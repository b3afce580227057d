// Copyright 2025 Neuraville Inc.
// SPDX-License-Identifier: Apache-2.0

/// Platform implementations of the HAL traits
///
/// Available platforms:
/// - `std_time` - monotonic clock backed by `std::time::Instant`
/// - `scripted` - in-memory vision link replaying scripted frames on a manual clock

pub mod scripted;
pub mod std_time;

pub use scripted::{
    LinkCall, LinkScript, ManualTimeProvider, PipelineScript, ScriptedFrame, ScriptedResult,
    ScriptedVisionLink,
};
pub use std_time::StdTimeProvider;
---
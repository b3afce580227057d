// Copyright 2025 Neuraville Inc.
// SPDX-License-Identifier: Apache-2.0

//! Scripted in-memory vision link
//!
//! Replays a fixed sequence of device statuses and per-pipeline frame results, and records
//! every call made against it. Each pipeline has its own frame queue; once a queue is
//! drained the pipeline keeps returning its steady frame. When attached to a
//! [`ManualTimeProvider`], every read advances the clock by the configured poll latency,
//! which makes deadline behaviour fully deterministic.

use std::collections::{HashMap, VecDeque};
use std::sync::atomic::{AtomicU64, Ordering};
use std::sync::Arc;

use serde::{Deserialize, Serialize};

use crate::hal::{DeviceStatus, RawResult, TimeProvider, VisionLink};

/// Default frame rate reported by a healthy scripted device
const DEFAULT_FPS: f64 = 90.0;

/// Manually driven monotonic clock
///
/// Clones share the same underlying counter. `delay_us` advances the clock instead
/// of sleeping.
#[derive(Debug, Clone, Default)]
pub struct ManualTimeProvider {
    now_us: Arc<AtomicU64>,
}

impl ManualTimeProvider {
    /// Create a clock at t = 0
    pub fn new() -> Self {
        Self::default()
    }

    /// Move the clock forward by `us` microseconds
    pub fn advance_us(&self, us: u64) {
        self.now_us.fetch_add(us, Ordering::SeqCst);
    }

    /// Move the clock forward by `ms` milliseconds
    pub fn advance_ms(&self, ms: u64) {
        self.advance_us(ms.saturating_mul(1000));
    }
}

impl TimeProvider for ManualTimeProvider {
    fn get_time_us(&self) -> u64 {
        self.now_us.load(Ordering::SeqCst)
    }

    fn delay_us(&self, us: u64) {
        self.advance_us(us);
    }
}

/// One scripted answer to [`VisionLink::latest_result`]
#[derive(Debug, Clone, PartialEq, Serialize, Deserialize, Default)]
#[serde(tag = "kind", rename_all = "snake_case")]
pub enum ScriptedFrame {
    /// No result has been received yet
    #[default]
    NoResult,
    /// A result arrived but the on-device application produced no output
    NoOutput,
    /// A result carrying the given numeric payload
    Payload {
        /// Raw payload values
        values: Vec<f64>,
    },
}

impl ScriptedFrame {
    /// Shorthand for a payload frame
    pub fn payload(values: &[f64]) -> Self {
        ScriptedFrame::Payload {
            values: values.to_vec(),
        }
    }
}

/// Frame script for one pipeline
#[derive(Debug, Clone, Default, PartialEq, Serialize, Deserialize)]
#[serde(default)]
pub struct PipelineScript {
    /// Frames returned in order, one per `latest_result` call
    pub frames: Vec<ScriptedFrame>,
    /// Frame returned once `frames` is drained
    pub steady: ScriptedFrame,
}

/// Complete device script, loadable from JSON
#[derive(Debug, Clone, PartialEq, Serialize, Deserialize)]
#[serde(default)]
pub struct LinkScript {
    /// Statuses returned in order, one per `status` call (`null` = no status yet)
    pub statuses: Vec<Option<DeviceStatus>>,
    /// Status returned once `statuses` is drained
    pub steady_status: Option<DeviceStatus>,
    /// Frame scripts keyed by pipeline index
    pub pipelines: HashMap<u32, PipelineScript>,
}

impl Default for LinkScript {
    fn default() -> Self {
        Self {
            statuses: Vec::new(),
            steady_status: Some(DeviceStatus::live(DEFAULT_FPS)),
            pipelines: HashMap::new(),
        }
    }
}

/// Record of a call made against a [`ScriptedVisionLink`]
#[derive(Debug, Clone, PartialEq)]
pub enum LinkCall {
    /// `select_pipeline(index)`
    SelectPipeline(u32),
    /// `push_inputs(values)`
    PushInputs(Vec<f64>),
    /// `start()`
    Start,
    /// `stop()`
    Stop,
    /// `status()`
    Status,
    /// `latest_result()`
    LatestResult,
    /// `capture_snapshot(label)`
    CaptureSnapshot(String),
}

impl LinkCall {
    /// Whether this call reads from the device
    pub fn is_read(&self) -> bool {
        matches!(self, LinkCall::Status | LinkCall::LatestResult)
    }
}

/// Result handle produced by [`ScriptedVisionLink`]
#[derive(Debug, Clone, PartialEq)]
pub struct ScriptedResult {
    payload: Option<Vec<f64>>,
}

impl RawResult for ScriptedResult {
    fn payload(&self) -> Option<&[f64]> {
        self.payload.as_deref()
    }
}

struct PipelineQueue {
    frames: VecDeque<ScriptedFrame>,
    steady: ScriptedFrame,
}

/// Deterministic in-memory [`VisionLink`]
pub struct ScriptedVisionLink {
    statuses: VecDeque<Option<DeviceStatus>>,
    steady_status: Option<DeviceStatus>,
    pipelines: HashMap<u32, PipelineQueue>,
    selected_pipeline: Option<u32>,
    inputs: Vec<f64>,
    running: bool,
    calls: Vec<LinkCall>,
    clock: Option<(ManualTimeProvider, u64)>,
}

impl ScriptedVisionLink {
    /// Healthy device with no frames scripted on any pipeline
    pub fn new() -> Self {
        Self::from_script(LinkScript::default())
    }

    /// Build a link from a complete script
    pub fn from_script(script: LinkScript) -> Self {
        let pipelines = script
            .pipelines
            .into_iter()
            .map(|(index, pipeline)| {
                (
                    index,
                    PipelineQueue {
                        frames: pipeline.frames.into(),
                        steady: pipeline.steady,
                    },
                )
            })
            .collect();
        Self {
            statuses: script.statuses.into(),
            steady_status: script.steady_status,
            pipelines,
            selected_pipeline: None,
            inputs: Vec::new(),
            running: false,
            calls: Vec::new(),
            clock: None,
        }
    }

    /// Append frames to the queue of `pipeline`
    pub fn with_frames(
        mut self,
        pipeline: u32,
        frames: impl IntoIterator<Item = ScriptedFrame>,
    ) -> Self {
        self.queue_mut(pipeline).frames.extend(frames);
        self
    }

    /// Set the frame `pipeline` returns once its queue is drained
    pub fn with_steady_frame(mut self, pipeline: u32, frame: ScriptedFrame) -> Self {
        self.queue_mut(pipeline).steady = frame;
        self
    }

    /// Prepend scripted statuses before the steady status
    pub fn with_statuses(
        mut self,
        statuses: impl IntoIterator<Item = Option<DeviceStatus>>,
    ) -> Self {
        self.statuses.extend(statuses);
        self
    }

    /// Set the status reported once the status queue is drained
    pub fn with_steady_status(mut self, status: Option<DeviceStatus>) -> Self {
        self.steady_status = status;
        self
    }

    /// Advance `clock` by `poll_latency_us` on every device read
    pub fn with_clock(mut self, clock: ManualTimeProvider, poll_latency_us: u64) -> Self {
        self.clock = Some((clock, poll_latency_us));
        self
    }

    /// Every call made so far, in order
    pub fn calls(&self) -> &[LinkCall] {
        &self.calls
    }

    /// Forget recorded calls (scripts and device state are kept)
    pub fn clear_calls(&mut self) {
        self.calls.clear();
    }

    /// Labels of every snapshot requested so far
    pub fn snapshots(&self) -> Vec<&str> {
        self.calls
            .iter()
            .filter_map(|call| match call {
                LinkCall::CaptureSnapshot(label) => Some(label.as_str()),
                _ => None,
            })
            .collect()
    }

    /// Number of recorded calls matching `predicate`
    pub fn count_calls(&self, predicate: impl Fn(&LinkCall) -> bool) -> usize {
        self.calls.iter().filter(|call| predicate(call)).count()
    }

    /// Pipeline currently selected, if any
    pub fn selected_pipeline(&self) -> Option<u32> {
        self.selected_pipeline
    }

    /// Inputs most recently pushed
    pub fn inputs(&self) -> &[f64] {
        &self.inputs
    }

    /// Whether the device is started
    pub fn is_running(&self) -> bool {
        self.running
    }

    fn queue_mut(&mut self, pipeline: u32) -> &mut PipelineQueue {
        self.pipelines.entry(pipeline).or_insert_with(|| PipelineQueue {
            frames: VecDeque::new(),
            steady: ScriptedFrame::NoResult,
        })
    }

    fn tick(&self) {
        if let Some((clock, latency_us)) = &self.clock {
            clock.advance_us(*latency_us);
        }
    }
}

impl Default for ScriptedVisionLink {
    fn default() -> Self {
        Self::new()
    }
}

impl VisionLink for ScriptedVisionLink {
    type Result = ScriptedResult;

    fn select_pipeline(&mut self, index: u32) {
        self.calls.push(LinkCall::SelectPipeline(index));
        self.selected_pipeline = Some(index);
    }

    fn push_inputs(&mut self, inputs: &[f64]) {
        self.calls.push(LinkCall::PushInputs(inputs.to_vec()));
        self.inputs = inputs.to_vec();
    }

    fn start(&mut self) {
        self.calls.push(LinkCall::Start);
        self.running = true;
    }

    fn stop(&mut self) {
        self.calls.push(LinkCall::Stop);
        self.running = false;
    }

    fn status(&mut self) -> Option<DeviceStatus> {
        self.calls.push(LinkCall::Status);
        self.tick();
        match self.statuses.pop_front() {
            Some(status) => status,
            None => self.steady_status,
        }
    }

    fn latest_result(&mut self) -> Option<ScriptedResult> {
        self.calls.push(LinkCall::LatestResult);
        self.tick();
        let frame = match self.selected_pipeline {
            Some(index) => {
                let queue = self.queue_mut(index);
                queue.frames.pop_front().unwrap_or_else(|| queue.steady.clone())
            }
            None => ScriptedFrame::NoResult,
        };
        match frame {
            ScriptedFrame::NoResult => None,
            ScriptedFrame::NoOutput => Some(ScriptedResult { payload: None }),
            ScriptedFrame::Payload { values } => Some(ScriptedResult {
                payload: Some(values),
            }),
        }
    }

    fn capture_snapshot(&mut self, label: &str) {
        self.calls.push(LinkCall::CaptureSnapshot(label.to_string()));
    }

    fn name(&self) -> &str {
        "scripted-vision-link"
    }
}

* **YOUR ASSIGNMENT**:
Return all lines from the data that include the string "SeqCst".

* **PROBLEM SOLUTION**:
        self.now_us.fetch_add(us, Ordering::SeqCst);
        self.now_us.load(Ordering::SeqCst)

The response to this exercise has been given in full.